# [Source data]
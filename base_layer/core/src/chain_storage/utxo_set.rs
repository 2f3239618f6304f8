// Copyright 2024. The Tari Project
//
// Redistribution and use in source and binary forms, with or without modification, are permitted provided that the
// following conditions are met:
//
// 1. Redistributions of source code must retain the above copyright notice, this list of conditions and the following
// disclaimer.
//
// 2. Redistributions in binary form must reproduce the above copyright notice, this list of conditions and the
// following disclaimer in the documentation and/or other materials provided with the distribution.
//
// 3. Neither the name of the copyright holder nor the names of its contributors may be used to endorse or promote
// products derived from this software without specific prior written permission.
//
// THIS SOFTWARE IS PROVIDED BY THE COPYRIGHT HOLDERS AND CONTRIBUTORS "AS IS" AND ANY EXPRESS OR IMPLIED WARRANTIES,
// INCLUDING, BUT NOT LIMITED TO, THE IMPLIED WARRANTIES OF MERCHANTABILITY AND FITNESS FOR A PARTICULAR PURPOSE ARE
// DISCLAIMED. IN NO EVENT SHALL THE COPYRIGHT HOLDER OR CONTRIBUTORS BE LIABLE FOR ANY DIRECT, INDIRECT, INCIDENTAL,
// SPECIAL, EXEMPLARY, OR CONSEQUENTIAL DAMAGES (INCLUDING, BUT NOT LIMITED TO, PROCUREMENT OF SUBSTITUTE GOODS OR
// SERVICES; LOSS OF USE, DATA, OR PROFITS; OR BUSINESS INTERRUPTION) HOWEVER CAUSED AND ON ANY THEORY OF LIABILITY,
// WHETHER IN CONTRACT, STRICT LIABILITY, OR TORT (INCLUDING NEGLIGENCE OR OTHERWISE) ARISING IN ANY WAY OUT OF THE
// USE OF THIS SOFTWARE, EVEN IF ADVISED OF THE POSSIBILITY OF SUCH DAMAGE.

use crate::{
    chain_storage::{ChainStorageError, DbTransaction, Utxo, UtxoFilter},
    transactions::transaction_components::OutPoint,
};

/// Storage backend for the ledger's unspent outputs. Implementations must be `Send` and `Sync` and must apply a
/// [DbTransaction] atomically: either every operation in it succeeds or none of them take effect.
pub trait UtxoSet: Send + Sync {
    /// Commit the given batch. On error nothing is written.
    fn write(&self, tx: DbTransaction) -> Result<(), ChainStorageError>;

    fn fetch_utxo(&self, outpoint: &OutPoint) -> Result<Option<Utxo>, ChainStorageError>;

    /// Every UTXO matching `filter`, in the order they were inserted
    fn fetch_utxos(&self, filter: &UtxoFilter) -> Result<Vec<Utxo>, ChainStorageError>;

    fn contains(&self, outpoint: &OutPoint) -> Result<bool, ChainStorageError> {
        Ok(self.fetch_utxo(outpoint)?.is_some())
    }

    fn tip_height(&self) -> Result<u64, ChainStorageError>;

    fn utxo_count(&self) -> Result<usize, ChainStorageError>;
}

# [Aim of the task]
Only the count should be given: the number of lines in the entries above containing the word "following".

# [Task answer]
3